[Stored records]
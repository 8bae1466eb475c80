//! CPU core selection.
//!
//! Cores register in a fixed built-in table rather than being discovered at
//! runtime; the machine refuses to start when the requested core (or any
//! core at all) is missing.

/// An execution engine the machine drives. The machine owns setup and
/// teardown; `run` returns when the guest halts.
pub trait CpuCore: Send {
    fn name(&self) -> &'static str;

    /// Execute until the guest halts or the core decides to stop.
    fn run(&mut self) -> Result<(), CpuHalt>;
}

/// Why a core stopped running.
#[derive(Debug, Clone, Copy, PartialEq, Eq)]
pub enum CpuHalt {
    /// The guest executed a halt with interrupts disabled.
    Wedged,
}

pub struct CpuCoreInfo {
    pub name: &'static str,
    pub build: fn() -> Box<dyn CpuCore>,
}

/// Placeholder core for device bring-up: runs nothing and halts immediately.
struct NullCore;

impl CpuCore for NullCore {
    fn name(&self) -> &'static str {
        "null"
    }

    fn run(&mut self) -> Result<(), CpuHalt> {
        Ok(())
    }
}

const CORES: &[CpuCoreInfo] = &[CpuCoreInfo {
    name: "null",
    build: || Box::new(NullCore),
}];

/// Every core compiled into this build.
pub fn available_cores() -> &'static [CpuCoreInfo] {
    CORES
}

/// Look up a core by name, or pick the first available one.
pub fn build_core(name: Option<&str>) -> Option<Box<dyn CpuCore>> {
    let info = match name {
        Some(name) => CORES.iter().find(|c| c.name == name)?,
        None => CORES.first()?,
    };
    Some((info.build)())
}

#[cfg(test)]
mod tests {
    use super::*;

    #[test]
    fn default_core_is_first_in_the_table() {
        let core = build_core(None).unwrap();
        assert_eq!(core.name(), "null");
    }

    #[test]
    fn unknown_core_name_is_refused() {
        assert!(build_core(Some("missing")).is_none());
    }
}
// formcheck - rule-chain form validation
//
// Validates named input values against ordered, short-circuiting chains of
// built-in rules and reports one message per failing field.

// Re-export the validation engine
pub use formcheck_validation::*;

// Re-export optional crates
#[cfg(feature = "log")]
pub use formcheck_log as log;

// Prelude for common imports
pub mod prelude {
    pub use crate::{
        Field, FieldErrors, FormError, FormSchema, FormValidator, Locale, MessageCatalog, Rule,
        RuleKind, ValueSource,
    };
}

◆ Directions for this task ◆
Your task is to copy every record exactly.

◆ Written solution ◆
repository 8bae1466eb475c80
//! CPU core selection.
//!
//! Cores register in a fixed built-in table rather than being discovered at
//! runtime; the machine refuses to start when the requested core (or any
//! core at all) is missing.

/// An execution engine the machine drives. The machine owns setup and
/// teardown; `run` returns when the guest halts.
pub trait CpuCore: Send {
    fn name(&self) -> &'static str;

    /// Execute until the guest halts or the core decides to stop.
    fn run(&mut self) -> Result<(), CpuHalt>;
}

/// Why a core stopped running.
#[derive(Debug, Clone, Copy, PartialEq, Eq)]
pub enum CpuHalt {
    /// The guest executed a halt with interrupts disabled.
    Wedged,
}

pub struct CpuCoreInfo {
    pub name: &'static str,
    pub build: fn() -> Box<dyn CpuCore>,
}

/// Placeholder core for device bring-up: runs nothing and halts immediately.
struct NullCore;

impl CpuCore for NullCore {
    fn name(&self) -> &'static str {
        "null"
    }

    fn run(&mut self) -> Result<(), CpuHalt> {
        Ok(())
    }
}

const CORES: &[CpuCoreInfo] = &[CpuCoreInfo {
    name: "null",
    build: || Box::new(NullCore),
}];

/// Every core compiled into this build.
pub fn available_cores() -> &'static [CpuCoreInfo] {
    CORES
}

/// Look up a core by name, or pick the first available one.
pub fn build_core(name: Option<&str>) -> Option<Box<dyn CpuCore>> {
    let info = match name {
        Some(name) => CORES.iter().find(|c| c.name == name)?,
        None => CORES.first()?,
    };
    Some((info.build)())
}

#[cfg(test)]
mod tests {
    use super::*;

    #[test]
    fn default_core_is_first_in_the_table() {
        let core = build_core(None).unwrap();
        assert_eq!(core.name(), "null");
    }

    #[test]
    fn unknown_core_name_is_refused() {
        assert!(build_core(Some("missing")).is_none());
    }
}
// formcheck - rule-chain form validation
//
// Validates named input values against ordered, short-circuiting chains of
// built-in rules and reports one message per failing field.

// Re-export the validation engine
pub use formcheck_validation::*;

// Re-export optional crates
#[cfg(feature = "log")]
pub use formcheck_log as log;

// Prelude for common imports
pub mod prelude {
    pub use crate::{
        Field, FieldErrors, FormError, FormSchema, FormValidator, Locale, MessageCatalog, Rule,
        RuleKind, ValueSource,
    };
}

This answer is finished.